During the Q2 quarter, DoorDash revenues totaled $1.61 billion, up 30% year-over-year. It easily outperformed the $1.52 billion average prediction. In particular, total orders rose 23% while marketplace gross order value (GOV) grew 25% y/y to $13.1 billion.

Despite strong revenue numbers, the company posted a loss of $0.72 per share, much worse than analysts’ expected loss of $0.40 per share. Furthermore, it was also lower than the previous year’s loss of $0.30 per share.

Positively, however, adjusted earnings before interest, taxes, depreciation, and amortization (EBITDA) of $103 million came in above the high end of the company’s outlook range.

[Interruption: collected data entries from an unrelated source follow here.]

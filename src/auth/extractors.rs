use axum::{
    async_trait,
    extract::{FromRef, FromRequestParts},
    http::request::Parts,
};
use tracing::warn;

use super::{errors::AuthError, jwt::JwtKeys, repo_types::User};
use crate::state::AppState;

/// Authenticated caller: the bearer token is verified and its user re-read
/// from the store, so tokens of deleted users are refused.
pub struct AuthUser(pub User);

#[async_trait]
impl FromRequestParts<AppState> for AuthUser {
    type Rejection = AuthError;

    async fn from_request_parts(
        parts: &mut Parts,
        state: &AppState,
    ) -> Result<Self, Self::Rejection> {
        // Expect "Bearer <token>"
        let token = parts
            .headers
            .get(axum::http::header::AUTHORIZATION)
            .and_then(|h| h.to_str().ok())
            .and_then(|auth| {
                auth.strip_prefix("Bearer ")
                    .or_else(|| auth.strip_prefix("bearer "))
            })
            .filter(|t| !t.is_empty())
            .ok_or(AuthError::Unauthenticated(
                "Please supply some valid credentials",
            ))?;

        let keys = JwtKeys::from_ref(state);
        let claims = keys.verify(token).map_err(|e| {
            warn!(error = %e, "invalid or expired token");
            AuthError::Unauthenticated("Invalid or expired token")
        })?;

        match state.users.find_by_id(claims.user_id).await {
            Ok(Some(user)) => Ok(AuthUser(user)),
            Ok(None) => {
                warn!(user_id = claims.user_id, "token for unknown user");
                Err(AuthError::Unauthenticated("User not found"))
            }
            Err(e) => Err(AuthError::Internal(e.into())),
        }
    }
}
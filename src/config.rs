use serde::Deserialize;

#[derive(Debug, Clone, Deserialize)]
pub struct JwtConfig {
    pub secret: String,
    pub issuer: String,
    pub audience: String,
    pub ttl_minutes: i64,
}

/// Cost factor handed to the password hasher at construction.
#[derive(Debug, Clone, Deserialize)]
pub struct PasswordConfig {
    pub cost: u32,
}

#[derive(Debug, Clone, Deserialize)]
pub struct AppConfig {
    pub database_url: String,
    pub jwt: JwtConfig,
    pub password: PasswordConfig,
}

impl AppConfig {
    pub fn from_env() -> anyhow::Result<Self> {
        let database_url = std::env::var("DATABASE_URL")?;
        let jwt = JwtConfig {
            secret: std::env::var("JWT_SECRET")?,
            issuer: std::env::var("JWT_ISSUER").unwrap_or_else(|_| "scoreboard".into()),
            audience: std::env::var("JWT_AUDIENCE")
                .unwrap_or_else(|_| "scoreboard-players".into()),
            ttl_minutes: env_parse("JWT_TTL_MINUTES").unwrap_or(120),
        };
        let password = PasswordConfig {
            cost: env_parse("PASSWORD_HASH_COST").unwrap_or(argon2::Params::DEFAULT_T_COST),
        };
        Ok(Self {
            database_url,
            jwt,
            password,
        })
    }
}

fn env_parse<T: std::str::FromStr>(key: &str) -> Option<T> {
    std::env::var(key).ok().and_then(|v| v.parse::<T>().ok())
}
use std::time::Duration;

use axum::extract::FromRef;
use jsonwebtoken::{decode, encode, DecodingKey, EncodingKey, Header, Validation};
use time::{Duration as TimeDuration, OffsetDateTime};
use tracing::debug;

use crate::{auth::claims::Claims, config::JwtConfig, state::AppState};

#[derive(Clone)]
pub struct JwtKeys {
    pub encoding: EncodingKey,
    pub decoding: DecodingKey,
    pub issuer: String,
    pub audience: String,
    pub ttl: Duration,
}

impl From<&JwtConfig> for JwtKeys {
    fn from(cfg: &JwtConfig) -> Self {
        Self {
            encoding: EncodingKey::from_secret(cfg.secret.as_bytes()),
            decoding: DecodingKey::from_secret(cfg.secret.as_bytes()),
            issuer: cfg.issuer.clone(),
            audience: cfg.audience.clone(),
            ttl: Duration::from_secs((cfg.ttl_minutes.max(0) as u64).saturating_mul(60)),
        }
    }
}

impl FromRef<AppState> for JwtKeys {
    fn from_ref(state: &AppState) -> Self {
        JwtKeys::from(&state.config.jwt)
    }
}

impl JwtKeys {
    /// Signs a token bound to `user_id`.
    pub fn issue(&self, user_id: i32) -> anyhow::Result<String> {
        let now = OffsetDateTime::now_utc();
        let ttl = i64::try_from(self.ttl.as_secs()).unwrap_or(i64::MAX);
        let exp = now.saturating_add(TimeDuration::seconds(ttl));
        let claims = Claims {
            user_id,
            iat: now.unix_timestamp() as usize,
            exp: exp.unix_timestamp() as usize,
            iss: self.issuer.clone(),
            aud: self.audience.clone(),
        };
        let token = encode(&Header::default(), &claims, &self.encoding)?;
        debug!(user_id, "jwt signed");
        Ok(token)
    }

    pub fn verify(&self, token: &str) -> anyhow::Result<Claims> {
        let mut validation = Validation::default();
        validation.set_audience(std::slice::from_ref(&self.audience));
        validation.set_issuer(std::slice::from_ref(&self.issuer));
        let data = decode::<Claims>(token, &self.decoding, &validation)?;
        debug!(user_id = data.claims.user_id, "jwt verified");
        Ok(data.claims)
    }
}
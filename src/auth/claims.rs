use serde::{Deserialize, Serialize};

/// JWT payload used for authentication.
#[derive(Debug, Clone, Serialize, Deserialize)]
pub struct Claims {
    #[serde(rename = "userId")]
    pub user_id: i32, // user ID
    pub iat: usize,   // issued at (unix timestamp)
    pub exp: usize,   // expires at (unix timestamp)
    pub iss: String,  // issuer
    pub aud: String,  // audience
}
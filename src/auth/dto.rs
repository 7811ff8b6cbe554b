use serde::{Deserialize, Serialize};
use time::OffsetDateTime;

use crate::auth::repo_types::{ProgressUpdate, User};

/// Request body for login and signup. Fields are optional so that a missing
/// field is reported as an invalid request rather than a decode failure.
#[derive(Debug, Default, Deserialize)]
pub struct CredentialsRequest {
    #[serde(default)]
    pub name: Option<String>,
    #[serde(default)]
    pub password: Option<String>,
}

impl CredentialsRequest {
    /// Both fields, if present and non-empty.
    pub fn non_empty(&self) -> Option<(&str, &str)> {
        match (self.name.as_deref(), self.password.as_deref()) {
            (Some(name), Some(password)) if !name.is_empty() && !password.is_empty() => {
                Some((name, password))
            }
            _ => None,
        }
    }
}

/// Request body for the progress update.
#[derive(Debug, Default, Deserialize)]
#[serde(rename_all = "camelCase")]
pub struct ProgressRequest {
    #[serde(default)]
    pub check_point: Option<i32>,
    #[serde(default)]
    pub high_score: Option<i32>,
}

impl From<ProgressRequest> for ProgressUpdate {
    fn from(r: ProgressRequest) -> Self {
        Self {
            check_point: r.check_point,
            high_score: r.high_score,
        }
    }
}

/// Response returned after login or signup.
#[derive(Debug, Serialize)]
pub struct AuthResponse {
    pub token: String,
    pub user: PublicUser,
}

/// User record without the password hash.
#[derive(Debug, Serialize)]
#[serde(rename_all = "camelCase")]
pub struct PublicUser {
    pub id: i32,
    pub name: String,
    pub check_point: i32,
    pub high_score: i32,
    #[serde(with = "time::serde::rfc3339")]
    pub created_at: OffsetDateTime,
    #[serde(with = "time::serde::rfc3339")]
    pub updated_at: OffsetDateTime,
}

impl From<User> for PublicUser {
    fn from(u: User) -> Self {
        Self {
            id: u.id,
            name: u.name,
            check_point: u.check_point,
            high_score: u.high_score,
            created_at: u.created_at,
            updated_at: u.updated_at,
        }
    }
}

#[cfg(test)]
mod tests {
    use super::*;

    #[test]
    fn public_user_drops_password() {
        let now = OffsetDateTime::now_utc();
        let user = User {
            id: 1,
            name: "mario".into(),
            password_hash: "$argon2id$secret".into(),
            check_point: 2,
            high_score: 300,
            created_at: now,
            updated_at: now,
        };
        let json = serde_json::to_value(PublicUser::from(user)).unwrap();
        assert!(json.get("password").is_none());
        assert_eq!(json["checkPoint"], 2);
        assert_eq!(json["highScore"], 300);
        assert!(!json.to_string().contains("argon2"));
    }

    #[test]
    fn credentials_require_both_fields() {
        let empty_name = CredentialsRequest {
            name: Some(String::new()),
            password: Some("pw".into()),
        };
        assert!(empty_name.non_empty().is_none());
        assert!(CredentialsRequest::default().non_empty().is_none());

        let ok = CredentialsRequest {
            name: Some("luigi".into()),
            password: Some("pw".into()),
        };
        assert_eq!(ok.non_empty(), Some(("luigi", "pw")));
    }

    #[test]
    fn progress_request_treats_null_as_omitted() {
        let req: ProgressRequest =
            serde_json::from_str(r#"{"checkPoint": 3, "highScore": null}"#).unwrap();
        let update = ProgressUpdate::from(req);
        assert_eq!(update.check_point, Some(3));
        assert_eq!(update.high_score, None);
    }
}
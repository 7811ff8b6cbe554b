use async_trait::async_trait;
use sqlx::PgPool;
use thiserror::Error;

use crate::auth::repo_types::{ProgressUpdate, User};

const USER_COLUMNS: &str =
    "id, name, password, check_point, high_score, created_at, updated_at";

/// Failure reported by a [`UserStore`]. Unique-constraint violations are told
/// apart here, once, so handlers never inspect driver errors.
#[derive(Debug, Error)]
pub enum StoreError {
    #[error("unique constraint violated")]
    UniqueViolation,
    #[error("user not found")]
    NotFound,
    #[error(transparent)]
    Other(#[from] anyhow::Error),
}

impl From<sqlx::Error> for StoreError {
    fn from(err: sqlx::Error) -> Self {
        if is_unique_violation(&err) {
            StoreError::UniqueViolation
        } else {
            StoreError::Other(err.into())
        }
    }
}

/// Returns `true` when `err` is a Postgres unique violation (SQLSTATE `23505`).
fn is_unique_violation(err: &sqlx::Error) -> bool {
    match err {
        sqlx::Error::Database(db_err) => db_err.code().as_deref() == Some("23505"),
        _ => false,
    }
}

#[async_trait]
pub trait UserStore: Send + Sync {
    async fn find_by_name(&self, name: &str) -> Result<Option<User>, StoreError>;
    async fn find_by_id(&self, id: i32) -> Result<Option<User>, StoreError>;
    /// Inserts a user; progress columns take their store defaults.
    async fn create(&self, name: &str, password_hash: &str) -> Result<User, StoreError>;
    async fn update_progress(&self, id: i32, update: ProgressUpdate) -> Result<User, StoreError>;
    async fn delete(&self, id: i32) -> Result<(), StoreError>;
}

#[derive(Clone)]
pub struct PgUserStore {
    db: PgPool,
}

impl PgUserStore {
    pub fn new(db: PgPool) -> Self {
        Self { db }
    }
}

#[async_trait]
impl UserStore for PgUserStore {
    async fn find_by_name(&self, name: &str) -> Result<Option<User>, StoreError> {
        let user = sqlx::query_as::<_, User>(&format!(
            "SELECT {USER_COLUMNS} FROM users WHERE name = $1"
        ))
        .bind(name)
        .fetch_optional(&self.db)
        .await?;
        Ok(user)
    }

    async fn find_by_id(&self, id: i32) -> Result<Option<User>, StoreError> {
        let user = sqlx::query_as::<_, User>(&format!(
            "SELECT {USER_COLUMNS} FROM users WHERE id = $1"
        ))
        .bind(id)
        .fetch_optional(&self.db)
        .await?;
        Ok(user)
    }

    async fn create(&self, name: &str, password_hash: &str) -> Result<User, StoreError> {
        let user = sqlx::query_as::<_, User>(&format!(
            r#"
            INSERT INTO users (name, password)
            VALUES ($1, $2)
            RETURNING {USER_COLUMNS}
            "#
        ))
        .bind(name)
        .bind(password_hash)
        .fetch_one(&self.db)
        .await?;
        Ok(user)
    }

    async fn update_progress(&self, id: i32, update: ProgressUpdate) -> Result<User, StoreError> {
        sqlx::query_as::<_, User>(&format!(
            r#"
            UPDATE users
            SET check_point = COALESCE($2, check_point),
                high_score = COALESCE($3, high_score),
                updated_at = now()
            WHERE id = $1
            RETURNING {USER_COLUMNS}
            "#
        ))
        .bind(id)
        .bind(update.check_point)
        .bind(update.high_score)
        .fetch_optional(&self.db)
        .await?
        .ok_or(StoreError::NotFound)
    }

    async fn delete(&self, id: i32) -> Result<(), StoreError> {
        let result = sqlx::query("DELETE FROM users WHERE id = $1")
            .bind(id)
            .execute(&self.db)
            .await?;
        if result.rows_affected() == 0 {
            return Err(StoreError::NotFound);
        }
        Ok(())
    }
}
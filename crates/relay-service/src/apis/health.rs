//! Health endpoint: liveness plus the deployment this relayer serves.

use relay_core::RelayExecutor;
use relay_types::HealthResponse;

pub fn health(executor: &RelayExecutor) -> HealthResponse {
	let oracle = executor.oracle();
	HealthResponse {
		status: "ok".to_string(),
		relayer_id: executor.config().id.clone(),
		family: oracle.family().to_string(),
		verifier: oracle.verifier().to_string(),
		relayer: oracle.relayer().to_string(),
	}
}
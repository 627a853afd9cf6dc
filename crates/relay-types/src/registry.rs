//! Registry trait for self-registering implementations.
//!
//! Oracle clients and storage backends each expose a `Registry` type that
//! names the configuration table it reads and the factory that builds it.

/// Base trait for implementation registries.
pub trait ImplementationRegistry {
	/// Key used under `[<section>.implementations.<NAME>]` in the config file,
	/// e.g. "evm_alloy" for oracle.implementations.evm_alloy.
	const NAME: &'static str;

	/// Factory function type for this kind of implementation.
	type Factory;

	/// Returns the factory that builds an instance from its config table.
	fn factory() -> Self::Factory;
}
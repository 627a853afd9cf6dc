//! The relay executor.
//!
//! One relay is an independent request/response sequence: local prechecks,
//! plan construction, submission with bounded retries of transient failures,
//! and a bounded wait for confirmation. No locks are held across oracle
//! round-trips; at-most-once settlement is the oracle's guarantee.

pub mod plan;

use crate::RelayError;
use backoff::{backoff::Backoff, ExponentialBackoffBuilder};
use relay_config::{ReceiverBinding, RelayerConfig};
use relay_message::CanonicalMessage;
use relay_oracle::{OracleError, OracleInterface, RejectReason};
use relay_storage::PermitStore;
use relay_types::{
	truncate_id, ChainFamily, Clock, ExecutionPlan, ExecutionReceipt, Identity, PermitId,
	RelayStatus, SettlementReference, SignedPermit, SystemClock,
};
use std::fmt;
use std::sync::Arc;
use std::time::Duration;
use tracing::instrument;

/// Relays signed permits through one verification oracle.
pub struct RelayExecutor {
	oracle: Arc<dyn OracleInterface>,
	config: RelayerConfig,
	clock: Arc<dyn Clock>,
	store: Option<Arc<PermitStore>>,
}

impl fmt::Debug for RelayExecutor {
	fn fmt(&self, f: &mut fmt::Formatter<'_>) -> fmt::Result {
		f.debug_struct("RelayExecutor")
			.field("relayer_id", &self.config.id)
			.field("family", &self.oracle.family())
			.field("verifier", &self.oracle.verifier())
			.field("store", &self.store.is_some())
			.finish()
	}
}

impl RelayExecutor {
	pub fn new(oracle: Arc<dyn OracleInterface>, config: RelayerConfig) -> Self {
		Self {
			oracle,
			config,
			clock: Arc::new(SystemClock),
			store: None,
		}
	}

	pub fn with_clock(mut self, clock: Arc<dyn Clock>) -> Self {
		self.clock = clock;
		self
	}

	/// Records permits and their relay status in `store`.
	pub fn with_store(mut self, store: Arc<PermitStore>) -> Self {
		self.store = Some(store);
		self
	}

	pub fn oracle(&self) -> &Arc<dyn OracleInterface> {
		&self.oracle
	}

	pub fn config(&self) -> &RelayerConfig {
		&self.config
	}

	pub fn store(&self) -> Option<&Arc<PermitStore>> {
		self.store.as_ref()
	}

	/// Relays `permit`, delivering `amount` to the receiver and `fee` to the
	/// relayer.
	///
	/// `receiver` is the destination requested by the caller. Under pinned
	/// binding it must match the permit's receiver when given; under
	/// relayer-chosen binding it takes precedence over the permit's.
	#[instrument(skip_all, fields(permit_id = %truncate_id(&permit.id().to_string())))]
	pub async fn relay(
		&self,
		permit: &SignedPermit,
		receiver: Option<Identity>,
	) -> Result<ExecutionReceipt, RelayError> {
		let id = permit.id();
		let result = self.execute(&id, permit, receiver).await;
		match &result {
			Ok(receipt) => {
				tracing::info!(
					reference = %receipt.settlement_reference,
					block = receipt.block_number,
					"Relay settled"
				);
				self.record_status(&id, RelayStatus::Settled {
					receipt: receipt.clone(),
				})
				.await;
			},
			Err(e) => {
				tracing::warn!(kind = %e.kind(), error = %e, "Relay failed");
				self.record_status(&id, RelayStatus::Failed {
					kind: e.kind(),
					message: e.to_string(),
				})
				.await;
			},
		}
		result
	}

	async fn execute(
		&self,
		id: &PermitId,
		permit: &SignedPermit,
		requested: Option<Identity>,
	) -> Result<ExecutionReceipt, RelayError> {
		let receiver = self.precheck(permit, requested)?;
		let params = &permit.parameters;

		let encoder = self.oracle.encoder(&params.asset).await?;
		if let (Some(claimed), CanonicalMessage::Digest(derived)) =
			(permit.claimed_digest, encoder.encode(params)?)
		{
			if claimed != derived {
				tracing::warn!(
					claimed = %claimed,
					derived = %derived,
					"Ignoring digest supplied with the permit"
				);
			}
		}
		if self.config.precheck_signature {
			encoder
				.verify(params, &permit.signature, &permit.signer)
				.map_err(|e| match RelayError::from(e) {
					RelayError::SignatureRejected(m) => {
						RelayError::SignatureRejected(format!("local precheck: {}", m))
					},
					other => other,
				})?;
		}

		if self
			.oracle
			.is_nonce_consumed(&params.owner, &params.asset, params.nonce)
			.await?
		{
			return Err(RelayError::NonceAlreadyConsumed(format!(
				"nonce {} of {} is already used",
				params.nonce, params.owner
			)));
		}

		let plan = plan::build_plan(permit, &receiver, self.oracle.as_ref())?;
		tracing::debug!(plan = ?plan, "Built execution plan");
		self.save_pending(id, permit).await;

		let reference = match self.submit_with_retry(&plan).await {
			Ok(reference) => reference,
			Err(e) => return Err(self.classify(permit, e).await),
		};
		tracing::info!(reference = %reference, receiver = %receiver, "Submitted relay");

		let receipt = self.await_confirmation(&reference).await;
		let receipt = match receipt {
			Ok(receipt) => receipt,
			Err(e) => return Err(self.classify(permit, e).await),
		};
		if !receipt.success {
			let reverted = OracleError::rejected(
				RejectReason::Reverted,
				format!("transaction {} reverted", reference),
			);
			return Err(self.classify(permit, reverted).await);
		}

		Ok(ExecutionReceipt {
			permit_id: *id,
			settlement_reference: receipt.reference,
			block_number: receipt.block_number,
			receiver,
			amount: params.amount,
			fee: params.fee,
			settled_at: self.clock.now(),
		})
	}

	/// Checks that need no network. Returns the resolved receiver.
	fn precheck(
		&self,
		permit: &SignedPermit,
		requested: Option<Identity>,
	) -> Result<Identity, RelayError> {
		let params = &permit.parameters;
		let family = self.oracle.family();
		if params.family() != family {
			return Err(RelayError::SignatureRejected(format!(
				"verifier binding: {} permit sent to a {} oracle",
				params.family(),
				family
			)));
		}

		let now = self.clock.now();
		if params.deadline <= now {
			return Err(RelayError::ExpiredPermit(format!(
				"deadline {} is not after {}",
				params.deadline, now
			)));
		}
		if params.amount.is_zero() {
			return Err(RelayError::Encoding(
				"amount must be greater than zero".to_string(),
			));
		}
		params.total()?;

		let verifier = self.oracle.verifier();
		if params.verifier != verifier {
			return Err(RelayError::SignatureRejected(format!(
				"verifier binding: permit names {}, this relayer serves {}",
				params.verifier, verifier
			)));
		}

		let receiver = self.resolve_receiver(permit, requested)?;
		receiver.require_family(family, "receiver")?;
		Ok(receiver)
	}

	fn resolve_receiver(
		&self,
		permit: &SignedPermit,
		requested: Option<Identity>,
	) -> Result<Identity, RelayError> {
		match self.config.receiver_binding {
			ReceiverBinding::Pinned => {
				let pinned = permit.receiver.ok_or_else(|| {
					RelayError::SignatureRejected(
						"receiver binding: permit carries no receiver".to_string(),
					)
				})?;
				match requested {
					Some(requested) if requested != pinned => {
						Err(RelayError::SignatureRejected(format!(
							"receiver binding: permit pins {}, relay requested {}",
							pinned, requested
						)))
					},
					_ => Ok(pinned),
				}
			},
			ReceiverBinding::RelayerChosen => {
				let receiver = requested.or(permit.receiver).ok_or_else(|| {
					RelayError::Encoding("no receiver given for the relay".to_string())
				})?;
				tracing::warn!(
					receiver = %receiver,
					"Receiver chosen by relayer; the signature does not bind it"
				);
				Ok(receiver)
			},
		}
	}

	/// Submits `plan`, retrying transient failures on the same plan.
	async fn submit_with_retry(
		&self,
		plan: &ExecutionPlan,
	) -> Result<SettlementReference, OracleError> {
		let retry = &self.config.retry;
		let mut backoff = ExponentialBackoffBuilder::new()
			.with_initial_interval(Duration::from_millis(retry.initial_interval_ms))
			.with_max_interval(Duration::from_millis(retry.max_interval_ms))
			.with_max_elapsed_time(Some(Duration::from_secs(retry.max_elapsed_seconds)))
			.build();

		let mut attempt = 1;
		loop {
			match self.oracle.submit(plan).await {
				Ok(reference) => return Ok(reference),
				Err(e) if e.is_transient() && attempt < retry.max_attempts => {
					let Some(delay) = backoff.next_backoff() else {
						return Err(e);
					};
					tracing::warn!(
						attempt,
						error = %e,
						delay_ms = delay.as_millis() as u64,
						"Submission failed, retrying"
					);
					tokio::time::sleep(delay).await;
					attempt += 1;
				},
				Err(e) => return Err(e),
			}
		}
	}

	async fn await_confirmation(
		&self,
		reference: &SettlementReference,
	) -> Result<relay_types::TransactionReceipt, OracleError> {
		let timeout = Duration::from_secs(self.config.confirmation_timeout_seconds);
		tokio::time::timeout(
			timeout,
			self.oracle
				.wait_for_confirmation(reference, self.config.confirmations),
		)
		.await
		.map_err(|_| {
			OracleError::Timeout(format!(
				"{} not confirmed within {}s",
				reference,
				timeout.as_secs()
			))
		})?
	}

	/// Maps an oracle failure to a relay error.
	///
	/// A consumed ERC-2612 nonce makes the permit signature check fail, so
	/// account-model signature rejections and reverts are re-checked against
	/// the on-chain nonce.
	async fn classify(&self, permit: &SignedPermit, err: OracleError) -> RelayError {
		let recheck = self.oracle.family() == ChainFamily::Evm
			&& matches!(
				err,
				OracleError::Rejected {
					reason: RejectReason::InvalidSignature | RejectReason::Reverted,
					..
				}
			);
		if recheck {
			let params = &permit.parameters;
			match self
				.oracle
				.is_nonce_consumed(&params.owner, &params.asset, params.nonce)
				.await
			{
				Ok(true) => {
					return RelayError::NonceAlreadyConsumed(format!(
						"nonce {} of {} is already used ({})",
						params.nonce, params.owner, err
					))
				},
				Ok(false) => {},
				Err(e) => tracing::debug!(error = %e, "Nonce re-check failed"),
			}
		}
		err.into()
	}

	async fn save_pending(&self, id: &PermitId, permit: &SignedPermit) {
		let Some(store) = &self.store else {
			return;
		};
		if let Err(e) = store.save_permit(permit).await {
			tracing::warn!(error = %e, "Failed to store permit");
		}
		match store.update_status(id, &RelayStatus::Pending).await {
			Ok(true) => {},
			Ok(false) => tracing::debug!("Permit already settled, keeping stored status"),
			Err(e) => tracing::warn!(error = %e, "Failed to store relay status"),
		}
	}

	/// Stores a final status. A settled status is never overwritten by a
	/// duplicate relay.
	async fn record_status(&self, id: &PermitId, status: RelayStatus) {
		let Some(store) = &self.store else {
			return;
		};
		if let Err(e) = store.update_status(id, &status).await {
			tracing::warn!(error = %e, "Failed to store relay status");
		}
	}
}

Looking ahead, the company forecasts Q3 Marketplace GOV to be in a range of $13 billion to $13.5 billion. Furthermore, Q3 adjusted EBITDA is expected to be in the range of $25 million to $75 million.

For FY2022, Marketplace GOV is predicted to be in a range of $51 billion to $53 billion, with adjusted EBITDA in the range of $200-$500 million.

DASH CEO’s Comments

Commenting on the recently completed acquisition of international food delivery platform Wolt, DoorDash CEO, Tony Xu, stated, “Joining forces with Wolt increases the size of our opportunity ahead and significantly enhances our talent. This should enable us to remain focused on superb product development and efficient execution as we seek to drive growth in local commerce around the world.”

Wall Street’s Take on Dash

Following Q2 results, Citigroup analyst Ronald Josey increased the price target on DoorDash to $129 (58.55% upside potential ) from $118 and reiterated a Buy rating.

The Wall Street community is cautiously optimistic about the stock, with a Moderate Buy consensus rating based on 11 Buys and nine Holds. The average DoorDash price target of $104.64 implies a 28.58% upside potential to current levels.

Concluding Thoughts

Cautioning the investors, DASH management stated during the earnings that a “softer consumer spending environment” may be approaching in the second half of the year.

They even added, “We caution investors that consumer spending could deteriorate faster or to a greater degree than we anticipate, which could drive results below our expectations.”

DoorDash has lost over half of its market capitalization over the past year. Despite impressive revenue growth and recent stock price recovery, investors may choose to be on the sidelines based on the cautionary outlook.